Disruption of Krox20-Notch1 signaling blocks meibomian gland development and homeostasis leading to dry eye disease.
Yumeng Zhang, Edem Tchegnon, Elnaz Ghotbi, Zhiguo Chen, Stefanie L Moye, Yi He, Renée M McKay, Lu Q Le
Abstract
Open AccessMeibomian gland dysfunction (MGD) is the leading cause of Dry Eye Disease (DED), accounting for approximately 90% of DED cases worldwide. The transcription factor KROX20 has been shown to mark stem cells that play a critical role in Meibomian gland (MG) development and homeostasis, however, the molecular mechanisms underlying these processes are not well understood. In this report, we used multiple Krox20 lineage tracing and ablation studies to investigate lineage commitment during MG morphogenesis and homeostasis. KROX20 marks MG stem cell pools, and regulates cellular contributions to the glands, as loss of Krox20 leads to MG atrophy, while its overexpression results in MG enlargement.
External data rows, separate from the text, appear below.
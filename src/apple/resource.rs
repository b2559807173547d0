//! JSON:API envelope types shared by App Store Connect resources.

use std::fmt;

use serde::de::DeserializeOwned;
use serde::{Deserialize, Serialize};
use serde_json::{Map, Value};

use crate::filter::{Filter, ResourceRef};
use crate::output::PrettyPrint;
use crate::resource::Resource;

/// App Store Connect resource types, as sent in the `type` member.
#[derive(Debug, Clone, Copy, PartialEq, Eq, Hash, Serialize, Deserialize)]
#[serde(rename_all = "camelCase")]
pub enum ResourceType {
    Apps,
    BetaBuildLocalizations,
    Builds,
    PreReleaseVersions,
}

impl ResourceType {
    /// The wire name, also used as the collection path.
    pub const fn as_str(self) -> &'static str {
        match self {
            Self::Apps => "apps",
            Self::BetaBuildLocalizations => "betaBuildLocalizations",
            Self::Builds => "builds",
            Self::PreReleaseVersions => "preReleaseVersions",
        }
    }
}

impl fmt::Display for ResourceType {
    fn fmt(&self, f: &mut fmt::Formatter<'_>) -> fmt::Result {
        f.write_str(self.as_str())
    }
}

/// Attribute schema of one resource type.
///
/// Binds the attribute struct to its resource type and the filter used to
/// list it, so one generic manager serves every resource family.
pub trait Attributes:
    fmt::Debug + Serialize + DeserializeOwned + Clone + PartialEq + Send + Sync + 'static
{
    /// The resource type these attributes belong to.
    const RESOURCE_TYPE: ResourceType;

    /// Filter accepted by list operations.
    type Filter: Filter + Default + Send + Sync;
}

/// `{"id": ..., "type": ...}` linkage object.
#[derive(Debug, Clone, PartialEq, Eq, Serialize, Deserialize)]
pub struct LinkedResourceData {
    pub id: String,
    #[serde(rename = "type")]
    pub resource_type: ResourceType,
}

impl LinkedResourceData {
    /// Build linkage data from a reference, checking its type.
    ///
    /// # Errors
    ///
    /// Returns a local validation error if the reference is of another type
    /// or its identifier is empty.
    pub fn from_ref(reference: &ResourceRef, resource_type: ResourceType) -> crate::Result<Self> {
        let id = reference.resolve(resource_type.as_str())?;
        Ok(Self {
            id: id.to_string(),
            resource_type,
        })
    }

    /// Wrap as a to-one relationship: `{"data": {...}}`.
    pub fn to_relationship(&self) -> Value {
        serde_json::json!({ "data": self })
    }
}

/// An App Store Connect resource object.
///
/// The `created` flag marks instances returned by a create call and does
/// not take part in equality.
#[derive(Debug, Clone, Serialize, Deserialize)]
pub struct Entity<A> {
    pub id: String,
    #[serde(rename = "type")]
    pub resource_type: ResourceType,
    pub attributes: A,
    #[serde(default, skip_serializing_if = "Map::is_empty")]
    pub relationships: Map<String, Value>,
    #[serde(default, skip_serializing_if = "Option::is_none")]
    pub links: Option<Value>,
    #[serde(skip)]
    created: bool,
}

impl<A> Entity<A> {
    /// Whether this instance was returned by a create call.
    pub fn is_created(&self) -> bool {
        self.created
    }

    pub(crate) fn mark_created(mut self) -> Self {
        self.created = true;
        self
    }

    /// Linkage data pointing at this resource.
    pub fn linked_data(&self) -> LinkedResourceData {
        LinkedResourceData {
            id: self.id.clone(),
            resource_type: self.resource_type,
        }
    }

    /// Identifier of a to-one related resource, if present in the response.
    pub fn related_id(&self, relationship: &str) -> Option<&str> {
        self.relationships
            .get(relationship)?
            .get("data")?
            .get("id")?
            .as_str()
    }
}

impl<A: Attributes> Entity<A> {
    /// Build an entity locally, without links or relationships.
    pub fn new(id: impl Into<String>, attributes: A) -> Self {
        Self {
            id: id.into(),
            resource_type: A::RESOURCE_TYPE,
            attributes,
            relationships: Map::new(),
            links: None,
            created: false,
        }
    }

    /// Add a to-one relationship.
    #[must_use]
    pub fn with_relationship(mut self, name: &str, related: &LinkedResourceData) -> Self {
        self.relationships
            .insert(name.to_string(), related.to_relationship());
        self
    }
}

impl<A: PartialEq> PartialEq for Entity<A> {
    fn eq(&self, other: &Self) -> bool {
        self.id == other.id
            && self.resource_type == other.resource_type
            && self.attributes == other.attributes
            && self.relationships == other.relationships
            && self.links == other.links
    }
}

impl<A: Attributes> Resource for Entity<A> {
    const LABEL: &'static str = A::RESOURCE_TYPE.as_str();

    fn id(&self) -> &str {
        &self.id
    }
}

impl<A: Attributes> fmt::Display for Entity<A> {
    fn fmt(&self, f: &mut fmt::Formatter<'_>) -> fmt::Result {
        f.write_str(&self.pretty_print())
    }
}

impl<A> From<&Entity<A>> for ResourceRef {
    fn from(entity: &Entity<A>) -> Self {
        Self::Typed {
            id: entity.id.clone(),
            resource_type: entity.resource_type.as_str().to_string(),
        }
    }
}

/// Single-resource document: `{"data": {...}}`.
#[derive(Debug, Deserialize)]
pub(crate) struct Document<T> {
    pub data: T,
}

/// Collection document with paging links.
#[derive(Debug, Deserialize)]
pub(crate) struct ListDocument<T> {
    #[serde(default = "Vec::new")]
    pub data: Vec<T>,
    #[serde(default)]
    pub links: Option<PageLinks>,
}

#[derive(Debug, Default, Deserialize)]
pub(crate) struct PageLinks {
    #[serde(default)]
    pub next: Option<String>,
}

/// Creation payload: `{"data": {"type", "attributes", "relationships"}}`.
#[derive(Debug, Serialize)]
pub(crate) struct CreatePayload<'a, B: Serialize> {
    data: CreateData<'a, B>,
}

#[derive(Debug, Serialize)]
struct CreateData<'a, B: Serialize> {
    #[serde(rename = "type")]
    resource_type: ResourceType,
    attributes: &'a B,
    #[serde(skip_serializing_if = "Map::is_empty")]
    relationships: &'a Map<String, Value>,
}

impl<'a, B: Serialize> CreatePayload<'a, B> {
    pub fn new(
        resource_type: ResourceType,
        attributes: &'a B,
        relationships: &'a Map<String, Value>,
    ) -> Self {
        Self {
            data: CreateData {
                resource_type,
                attributes,
                relationships,
            },
        }
    }
}

/// Update payload: `{"data": {"id", "type", "attributes"}}`.
#[derive(Debug, Serialize)]
pub(crate) struct UpdatePayload<'a, B: Serialize> {
    data: UpdateData<'a, B>,
}

#[derive(Debug, Serialize)]
struct UpdateData<'a, B: Serialize> {
    id: &'a str,
    #[serde(rename = "type")]
    resource_type: ResourceType,
    attributes: &'a B,
}

impl<'a, B: Serialize> UpdatePayload<'a, B> {
    pub fn new(id: &'a str, resource_type: ResourceType, attributes: &'a B) -> Self {
        Self {
            data: UpdateData {
                id,
                resource_type,
                attributes,
            },
        }
    }
}
//! Builds uploaded to App Store Connect.

use chrono::{DateTime, Utc};
use serde::{Deserialize, Serialize};

use super::manager::ResourceManager;
use super::resource::{Attributes, Entity, ResourceType};
use crate::error::Result;
use crate::filter::{Filter, ResourceRef};

/// A build.
pub type Build = Entity<BuildAttributes>;

/// Manager for `/builds`.
pub type Builds = ResourceManager<BuildAttributes>;

/// Attributes of a build.
#[derive(Debug, Clone, PartialEq, Serialize, Deserialize)]
#[serde(rename_all = "camelCase")]
pub struct BuildAttributes {
    /// Build number (`CFBundleVersion`).
    #[serde(default, skip_serializing_if = "Option::is_none")]
    pub version: Option<String>,
    #[serde(default, skip_serializing_if = "Option::is_none")]
    pub uploaded_date: Option<DateTime<Utc>>,
    #[serde(default, skip_serializing_if = "Option::is_none")]
    pub expiration_date: Option<DateTime<Utc>>,
    #[serde(default, skip_serializing_if = "Option::is_none")]
    pub expired: Option<bool>,
    #[serde(default, skip_serializing_if = "Option::is_none")]
    pub min_os_version: Option<String>,
    #[serde(default, skip_serializing_if = "Option::is_none")]
    pub processing_state: Option<BuildProcessingState>,
    #[serde(default, skip_serializing_if = "Option::is_none")]
    pub uses_non_exempt_encryption: Option<bool>,
}

impl Attributes for BuildAttributes {
    const RESOURCE_TYPE: ResourceType = ResourceType::Builds;
    type Filter = BuildFilter;
}

/// Processing state of an uploaded build.
#[derive(Debug, Clone, Copy, PartialEq, Eq, Serialize, Deserialize)]
#[serde(rename_all = "SCREAMING_SNAKE_CASE")]
pub enum BuildProcessingState {
    Processing,
    Failed,
    Invalid,
    Valid,
}

/// Sort order for build listings, passed to the API verbatim.
#[derive(Debug, Clone, Copy, PartialEq, Eq, Serialize)]
pub enum BuildOrdering {
    #[serde(rename = "uploadedDate")]
    UploadedDateAsc,
    #[serde(rename = "-uploadedDate")]
    UploadedDateDesc,
    #[serde(rename = "version")]
    VersionAsc,
    #[serde(rename = "-version")]
    VersionDesc,
}

/// Filter for listing builds.
#[derive(Debug, Clone, Default, Serialize)]
pub struct BuildFilter {
    /// Owning app id.
    #[serde(rename = "filter[app]", skip_serializing_if = "Option::is_none")]
    pub app: Option<ResourceRef>,

    /// Build number.
    #[serde(rename = "filter[version]", skip_serializing_if = "Option::is_none")]
    pub version: Option<String>,

    /// Marketing version of the pre-release train.
    #[serde(
        rename = "filter[preReleaseVersion.version]",
        skip_serializing_if = "Option::is_none"
    )]
    pub pre_release_version: Option<String>,

    #[serde(rename = "filter[processingState]", skip_serializing_if = "Option::is_none")]
    pub processing_state: Option<BuildProcessingState>,

    #[serde(rename = "filter[expired]", skip_serializing_if = "Option::is_none")]
    pub expired: Option<bool>,

    #[serde(rename = "sort", skip_serializing_if = "Option::is_none")]
    pub sort: Option<BuildOrdering>,
}

impl Filter for BuildFilter {
    fn validate(&self) -> Result<()> {
        match &self.app {
            Some(app) => app.ensure_type(ResourceType::Apps.as_str()),
            None => Ok(()),
        }
    }
}

impl Entity<BuildAttributes> {
    /// Build number parsed as an integer, if it is one.
    pub fn build_number(&self) -> Option<u64> {
        self.attributes.version.as_deref()?.parse().ok()
    }
}

#[cfg(test)]
mod tests {
    use super::*;
    use crate::resource::Resource;
    use crate::AppDistError;
    use serde_json::json;

    #[test]
    fn test_deserialize_build() {
        let build: Build = serde_json::from_value(json!({
            "type": "builds",
            "id": "123",
            "attributes": {
                "version": "42",
                "uploadedDate": "2023-05-18T12:30:17.000+00:00",
                "expired": false,
                "minOsVersion": "15.0",
                "processingState": "VALID"
            }
        }))
        .expect("Failed to deserialize");

        assert_eq!(build.id(), "123");
        assert_eq!(build.build_number(), Some(42));
        assert_eq!(
            build.attributes.processing_state,
            Some(BuildProcessingState::Valid)
        );
        assert_eq!(
            build.dict().unwrap()["attributes"]["uploadedDate"],
            json!("2023-05-18T12:30:17Z")
        );
    }

    #[test]
    fn test_dict_round_trip_keeps_sparse_attributes_sparse() {
        let response = json!({
            "type": "builds",
            "id": "123",
            "attributes": {"version": "42"}
        });
        let build: Build = serde_json::from_value(response.clone()).unwrap();

        let dict = build.dict().unwrap();
        assert_eq!(serde_json::Value::Object(dict.clone()), response);
        assert_eq!(
            serde_json::from_value::<Build>(serde_json::Value::Object(dict)).unwrap(),
            build
        );
    }

    #[test]
    fn test_build_filter_params() {
        let filter = BuildFilter {
            app: Some(ResourceRef::from("6440000000")),
            processing_state: Some(BuildProcessingState::Valid),
            sort: Some(BuildOrdering::UploadedDateDesc),
            ..Default::default()
        };
        assert_eq!(
            filter.query_params().unwrap(),
            vec![
                ("filter[app]".to_string(), "6440000000".to_string()),
                ("filter[processingState]".to_string(), "VALID".to_string()),
                ("sort".to_string(), "-uploadedDate".to_string()),
            ]
        );
    }

    #[test]
    fn test_build_filter_rejects_build_as_app() {
        let build: Build = serde_json::from_value(json!({
            "type": "builds",
            "id": "123",
            "attributes": {}
        }))
        .unwrap();
        let filter = BuildFilter {
            app: Some(ResourceRef::from(&build)),
            ..Default::default()
        };
        assert!(matches!(
            filter.query_params(),
            Err(AppDistError::WrongResourceType { expected: "apps", .. })
        ));
    }
}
We also found that Notch1 signaling is regulated by KROX20 and that ablation of the Notch1 gene in KROX20-expressing cells leads to MG atrophy, while Notch1 overexpression partially rescues MG atrophy caused by the loss of Krox20. Together, these results reveal a critical Krox20-Notch1 regulatory pathway in MG stem cells. Activation of Notch1 signaling may offer a novel approach to preventing or treating DED caused by depletion of the MG stem cell pool that can occur with ageing.